(Task input Opens)
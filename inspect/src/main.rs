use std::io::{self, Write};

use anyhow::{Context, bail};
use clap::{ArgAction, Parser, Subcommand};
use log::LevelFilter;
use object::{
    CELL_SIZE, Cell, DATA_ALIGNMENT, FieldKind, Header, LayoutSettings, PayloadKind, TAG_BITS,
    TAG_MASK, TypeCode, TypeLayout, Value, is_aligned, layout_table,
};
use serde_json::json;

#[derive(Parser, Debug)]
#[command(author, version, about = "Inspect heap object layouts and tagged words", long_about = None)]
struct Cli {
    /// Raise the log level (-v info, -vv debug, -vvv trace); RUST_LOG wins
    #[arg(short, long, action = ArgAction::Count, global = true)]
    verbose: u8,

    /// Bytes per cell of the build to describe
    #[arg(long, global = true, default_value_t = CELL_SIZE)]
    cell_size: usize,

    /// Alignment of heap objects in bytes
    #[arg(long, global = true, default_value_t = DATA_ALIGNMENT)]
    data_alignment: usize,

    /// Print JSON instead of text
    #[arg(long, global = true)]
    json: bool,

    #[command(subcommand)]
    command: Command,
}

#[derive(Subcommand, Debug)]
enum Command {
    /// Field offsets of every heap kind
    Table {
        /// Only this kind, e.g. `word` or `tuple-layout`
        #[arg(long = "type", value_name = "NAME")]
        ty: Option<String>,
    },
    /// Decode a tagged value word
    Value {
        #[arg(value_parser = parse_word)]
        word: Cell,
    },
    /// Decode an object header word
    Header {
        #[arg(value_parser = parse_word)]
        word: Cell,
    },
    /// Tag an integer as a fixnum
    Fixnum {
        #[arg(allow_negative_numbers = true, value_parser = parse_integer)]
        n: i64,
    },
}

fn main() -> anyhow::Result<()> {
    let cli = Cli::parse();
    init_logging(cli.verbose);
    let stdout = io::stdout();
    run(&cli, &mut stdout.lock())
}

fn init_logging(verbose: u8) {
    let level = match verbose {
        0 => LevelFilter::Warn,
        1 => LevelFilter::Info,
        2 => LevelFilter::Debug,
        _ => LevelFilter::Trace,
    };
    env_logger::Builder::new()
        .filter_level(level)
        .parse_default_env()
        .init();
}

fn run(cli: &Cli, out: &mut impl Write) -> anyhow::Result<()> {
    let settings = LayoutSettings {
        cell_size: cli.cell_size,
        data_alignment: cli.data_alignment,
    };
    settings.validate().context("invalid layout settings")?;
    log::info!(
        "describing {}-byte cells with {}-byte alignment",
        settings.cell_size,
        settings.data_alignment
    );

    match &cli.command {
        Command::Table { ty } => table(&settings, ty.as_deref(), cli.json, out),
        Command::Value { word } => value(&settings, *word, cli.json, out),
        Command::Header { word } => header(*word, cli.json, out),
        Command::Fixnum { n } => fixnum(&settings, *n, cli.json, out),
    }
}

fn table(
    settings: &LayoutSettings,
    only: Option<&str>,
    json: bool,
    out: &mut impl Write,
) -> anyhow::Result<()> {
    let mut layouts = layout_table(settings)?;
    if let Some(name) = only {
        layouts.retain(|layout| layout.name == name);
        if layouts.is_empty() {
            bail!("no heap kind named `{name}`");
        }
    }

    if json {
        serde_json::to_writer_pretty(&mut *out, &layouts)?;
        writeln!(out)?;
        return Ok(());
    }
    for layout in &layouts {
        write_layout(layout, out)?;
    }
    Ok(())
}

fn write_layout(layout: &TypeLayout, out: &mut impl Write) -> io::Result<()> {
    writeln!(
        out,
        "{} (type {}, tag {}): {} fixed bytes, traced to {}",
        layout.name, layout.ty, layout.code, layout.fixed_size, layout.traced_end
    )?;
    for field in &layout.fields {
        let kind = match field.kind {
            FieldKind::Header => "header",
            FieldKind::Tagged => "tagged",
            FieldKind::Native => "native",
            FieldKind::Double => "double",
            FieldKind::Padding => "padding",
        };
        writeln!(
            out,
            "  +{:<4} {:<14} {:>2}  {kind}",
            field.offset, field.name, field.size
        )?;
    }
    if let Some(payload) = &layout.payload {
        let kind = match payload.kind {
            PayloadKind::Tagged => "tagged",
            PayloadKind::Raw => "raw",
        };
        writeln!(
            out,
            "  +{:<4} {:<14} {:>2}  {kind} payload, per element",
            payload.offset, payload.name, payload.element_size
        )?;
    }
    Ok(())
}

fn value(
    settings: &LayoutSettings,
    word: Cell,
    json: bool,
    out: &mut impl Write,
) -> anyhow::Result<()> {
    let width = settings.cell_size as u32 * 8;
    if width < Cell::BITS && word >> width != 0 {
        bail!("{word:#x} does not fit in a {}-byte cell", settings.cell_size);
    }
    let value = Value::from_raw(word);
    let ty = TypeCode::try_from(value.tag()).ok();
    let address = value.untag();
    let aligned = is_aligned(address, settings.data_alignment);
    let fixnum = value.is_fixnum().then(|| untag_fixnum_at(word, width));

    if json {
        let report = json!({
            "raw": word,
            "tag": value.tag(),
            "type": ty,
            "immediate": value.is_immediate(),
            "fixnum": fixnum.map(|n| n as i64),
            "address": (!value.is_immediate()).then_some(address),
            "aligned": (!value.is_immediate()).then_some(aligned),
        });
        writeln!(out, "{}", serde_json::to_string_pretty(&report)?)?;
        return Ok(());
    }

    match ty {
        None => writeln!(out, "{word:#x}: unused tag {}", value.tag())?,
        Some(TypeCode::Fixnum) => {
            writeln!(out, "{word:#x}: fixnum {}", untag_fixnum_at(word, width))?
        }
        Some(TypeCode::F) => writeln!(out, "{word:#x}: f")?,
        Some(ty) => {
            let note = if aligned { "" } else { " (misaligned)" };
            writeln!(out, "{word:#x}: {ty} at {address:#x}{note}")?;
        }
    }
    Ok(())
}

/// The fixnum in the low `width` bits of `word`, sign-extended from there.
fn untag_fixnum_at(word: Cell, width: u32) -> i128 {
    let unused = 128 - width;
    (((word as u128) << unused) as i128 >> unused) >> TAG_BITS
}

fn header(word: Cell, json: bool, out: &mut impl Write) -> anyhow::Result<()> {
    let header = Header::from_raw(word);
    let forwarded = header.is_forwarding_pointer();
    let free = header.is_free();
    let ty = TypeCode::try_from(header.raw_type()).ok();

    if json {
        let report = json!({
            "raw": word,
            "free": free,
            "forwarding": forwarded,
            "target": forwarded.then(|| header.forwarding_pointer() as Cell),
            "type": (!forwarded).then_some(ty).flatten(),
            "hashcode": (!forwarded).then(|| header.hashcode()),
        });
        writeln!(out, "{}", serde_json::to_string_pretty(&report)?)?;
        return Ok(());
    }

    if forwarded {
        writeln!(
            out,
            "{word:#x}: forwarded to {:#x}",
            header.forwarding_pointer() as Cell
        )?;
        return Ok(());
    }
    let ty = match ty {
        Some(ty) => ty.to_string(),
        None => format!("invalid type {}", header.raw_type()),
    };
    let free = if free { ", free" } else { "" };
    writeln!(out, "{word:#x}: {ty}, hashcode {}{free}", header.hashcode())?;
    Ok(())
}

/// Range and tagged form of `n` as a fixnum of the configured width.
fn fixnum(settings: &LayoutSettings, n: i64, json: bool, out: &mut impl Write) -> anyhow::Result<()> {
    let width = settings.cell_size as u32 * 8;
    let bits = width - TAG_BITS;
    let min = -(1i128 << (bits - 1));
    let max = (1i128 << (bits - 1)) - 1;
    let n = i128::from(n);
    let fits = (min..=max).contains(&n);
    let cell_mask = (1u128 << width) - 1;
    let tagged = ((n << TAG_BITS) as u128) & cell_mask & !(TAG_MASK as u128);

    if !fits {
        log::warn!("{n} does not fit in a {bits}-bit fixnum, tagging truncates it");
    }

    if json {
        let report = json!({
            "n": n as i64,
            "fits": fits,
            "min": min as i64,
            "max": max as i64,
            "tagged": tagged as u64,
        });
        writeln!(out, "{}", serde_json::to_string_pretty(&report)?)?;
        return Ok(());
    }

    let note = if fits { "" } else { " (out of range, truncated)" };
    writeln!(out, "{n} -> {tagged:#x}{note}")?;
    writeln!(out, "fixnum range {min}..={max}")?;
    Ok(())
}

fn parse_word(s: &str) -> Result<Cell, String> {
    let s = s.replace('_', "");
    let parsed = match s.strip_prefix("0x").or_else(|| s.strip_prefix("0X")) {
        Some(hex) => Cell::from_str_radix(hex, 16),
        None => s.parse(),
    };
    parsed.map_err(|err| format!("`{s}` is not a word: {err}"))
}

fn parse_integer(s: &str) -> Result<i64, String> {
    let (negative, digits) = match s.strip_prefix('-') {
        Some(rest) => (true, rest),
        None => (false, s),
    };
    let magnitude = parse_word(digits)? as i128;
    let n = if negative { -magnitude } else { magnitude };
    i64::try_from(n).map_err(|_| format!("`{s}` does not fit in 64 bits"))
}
(Task input Closes)
(Task input Opens)
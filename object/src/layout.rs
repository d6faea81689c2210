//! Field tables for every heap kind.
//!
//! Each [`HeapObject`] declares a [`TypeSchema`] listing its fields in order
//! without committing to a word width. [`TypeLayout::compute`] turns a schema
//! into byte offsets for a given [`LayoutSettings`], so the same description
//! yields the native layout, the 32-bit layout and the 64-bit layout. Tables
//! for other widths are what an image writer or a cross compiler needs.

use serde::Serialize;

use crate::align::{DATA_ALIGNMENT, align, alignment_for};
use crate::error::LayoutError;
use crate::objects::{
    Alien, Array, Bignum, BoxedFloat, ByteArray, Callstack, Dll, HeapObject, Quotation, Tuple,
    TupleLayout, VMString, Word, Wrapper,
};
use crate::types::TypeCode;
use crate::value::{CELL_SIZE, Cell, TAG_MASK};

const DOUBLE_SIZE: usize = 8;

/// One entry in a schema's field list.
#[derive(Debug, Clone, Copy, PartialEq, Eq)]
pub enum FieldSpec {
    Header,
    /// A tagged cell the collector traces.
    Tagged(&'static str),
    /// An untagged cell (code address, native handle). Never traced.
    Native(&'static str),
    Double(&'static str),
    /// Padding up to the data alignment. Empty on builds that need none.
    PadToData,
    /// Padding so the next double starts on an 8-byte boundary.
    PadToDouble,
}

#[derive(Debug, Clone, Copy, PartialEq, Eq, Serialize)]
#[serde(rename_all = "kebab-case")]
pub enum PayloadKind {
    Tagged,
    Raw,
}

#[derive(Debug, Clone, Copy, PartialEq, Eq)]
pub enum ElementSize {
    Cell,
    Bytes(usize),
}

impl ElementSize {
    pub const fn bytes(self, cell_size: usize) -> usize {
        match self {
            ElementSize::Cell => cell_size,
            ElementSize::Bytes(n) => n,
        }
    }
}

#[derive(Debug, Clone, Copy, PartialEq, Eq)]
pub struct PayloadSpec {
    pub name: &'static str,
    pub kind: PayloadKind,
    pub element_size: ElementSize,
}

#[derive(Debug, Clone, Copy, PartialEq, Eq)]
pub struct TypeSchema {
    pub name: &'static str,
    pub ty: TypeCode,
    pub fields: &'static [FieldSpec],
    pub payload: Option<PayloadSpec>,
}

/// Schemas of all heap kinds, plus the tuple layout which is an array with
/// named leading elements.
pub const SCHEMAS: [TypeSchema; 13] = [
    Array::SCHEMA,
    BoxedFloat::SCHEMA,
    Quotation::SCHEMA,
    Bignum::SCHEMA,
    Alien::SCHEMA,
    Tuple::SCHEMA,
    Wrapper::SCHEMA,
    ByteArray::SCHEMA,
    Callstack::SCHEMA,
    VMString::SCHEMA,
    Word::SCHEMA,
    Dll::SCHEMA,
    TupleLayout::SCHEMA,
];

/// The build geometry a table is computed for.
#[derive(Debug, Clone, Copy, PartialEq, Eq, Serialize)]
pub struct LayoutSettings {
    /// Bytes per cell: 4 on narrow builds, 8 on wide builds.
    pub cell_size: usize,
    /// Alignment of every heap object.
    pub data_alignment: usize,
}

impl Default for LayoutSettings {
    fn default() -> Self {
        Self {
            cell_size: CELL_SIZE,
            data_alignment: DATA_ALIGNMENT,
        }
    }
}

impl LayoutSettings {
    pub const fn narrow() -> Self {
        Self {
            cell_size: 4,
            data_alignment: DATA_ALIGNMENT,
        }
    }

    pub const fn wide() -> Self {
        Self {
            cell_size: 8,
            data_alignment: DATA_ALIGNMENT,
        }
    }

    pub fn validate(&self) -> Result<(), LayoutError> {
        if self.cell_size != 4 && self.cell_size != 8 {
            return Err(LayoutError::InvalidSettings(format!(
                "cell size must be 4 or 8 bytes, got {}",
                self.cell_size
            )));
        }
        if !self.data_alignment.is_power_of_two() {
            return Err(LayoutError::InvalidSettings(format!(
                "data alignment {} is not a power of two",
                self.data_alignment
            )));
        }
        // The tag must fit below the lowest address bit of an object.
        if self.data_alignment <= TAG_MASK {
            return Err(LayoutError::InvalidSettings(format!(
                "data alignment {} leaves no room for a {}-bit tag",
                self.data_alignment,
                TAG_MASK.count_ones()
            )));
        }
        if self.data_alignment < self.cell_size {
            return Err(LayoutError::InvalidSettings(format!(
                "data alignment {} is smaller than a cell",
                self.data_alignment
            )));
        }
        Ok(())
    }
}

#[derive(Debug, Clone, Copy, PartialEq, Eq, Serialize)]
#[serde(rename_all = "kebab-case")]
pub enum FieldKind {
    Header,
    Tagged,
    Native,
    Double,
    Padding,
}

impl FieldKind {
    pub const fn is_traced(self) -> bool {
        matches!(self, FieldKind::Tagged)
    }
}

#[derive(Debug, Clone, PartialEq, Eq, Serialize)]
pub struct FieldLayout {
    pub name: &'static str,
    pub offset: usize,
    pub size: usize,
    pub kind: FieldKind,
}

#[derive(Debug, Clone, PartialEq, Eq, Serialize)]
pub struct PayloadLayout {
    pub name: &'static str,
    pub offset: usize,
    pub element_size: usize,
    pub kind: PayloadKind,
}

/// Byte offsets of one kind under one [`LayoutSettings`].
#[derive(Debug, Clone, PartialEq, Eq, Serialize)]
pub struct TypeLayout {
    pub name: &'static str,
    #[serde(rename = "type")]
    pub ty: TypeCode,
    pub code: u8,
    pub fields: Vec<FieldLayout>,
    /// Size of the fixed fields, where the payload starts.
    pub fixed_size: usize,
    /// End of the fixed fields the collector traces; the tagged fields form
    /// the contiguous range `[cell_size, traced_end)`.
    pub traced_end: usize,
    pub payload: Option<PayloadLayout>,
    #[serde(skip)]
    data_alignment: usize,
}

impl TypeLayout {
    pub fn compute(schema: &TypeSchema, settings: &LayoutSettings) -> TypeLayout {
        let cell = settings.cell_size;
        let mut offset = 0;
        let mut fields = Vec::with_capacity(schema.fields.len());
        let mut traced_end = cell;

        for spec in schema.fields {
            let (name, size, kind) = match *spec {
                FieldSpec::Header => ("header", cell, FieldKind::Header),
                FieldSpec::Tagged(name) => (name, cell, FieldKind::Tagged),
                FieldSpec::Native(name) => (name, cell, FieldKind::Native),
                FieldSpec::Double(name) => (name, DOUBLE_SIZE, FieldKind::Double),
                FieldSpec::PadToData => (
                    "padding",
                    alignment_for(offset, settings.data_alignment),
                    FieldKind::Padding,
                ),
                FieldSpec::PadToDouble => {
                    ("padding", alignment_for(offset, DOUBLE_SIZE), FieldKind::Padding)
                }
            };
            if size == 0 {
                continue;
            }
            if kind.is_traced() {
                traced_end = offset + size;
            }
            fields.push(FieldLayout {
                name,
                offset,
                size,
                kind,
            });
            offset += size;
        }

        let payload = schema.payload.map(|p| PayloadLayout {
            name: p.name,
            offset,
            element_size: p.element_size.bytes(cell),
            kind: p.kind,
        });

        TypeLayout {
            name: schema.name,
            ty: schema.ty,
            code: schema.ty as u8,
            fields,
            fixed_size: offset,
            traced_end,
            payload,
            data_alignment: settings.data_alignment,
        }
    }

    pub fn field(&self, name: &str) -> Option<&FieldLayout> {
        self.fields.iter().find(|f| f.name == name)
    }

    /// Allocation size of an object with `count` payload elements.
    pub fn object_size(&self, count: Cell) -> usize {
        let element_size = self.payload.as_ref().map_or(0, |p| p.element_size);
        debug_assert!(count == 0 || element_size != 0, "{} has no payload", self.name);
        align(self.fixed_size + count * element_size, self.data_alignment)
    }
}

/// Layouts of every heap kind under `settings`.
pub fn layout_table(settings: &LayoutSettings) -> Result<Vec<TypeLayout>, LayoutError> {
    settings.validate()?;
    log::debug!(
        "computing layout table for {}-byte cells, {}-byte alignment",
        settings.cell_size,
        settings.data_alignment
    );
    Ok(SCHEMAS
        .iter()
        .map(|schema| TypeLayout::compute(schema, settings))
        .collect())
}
(Task input Closes)
**Exercise**
Looking at the data above, say how many lines include the string "filename" and add nothing.

**The completed task**
2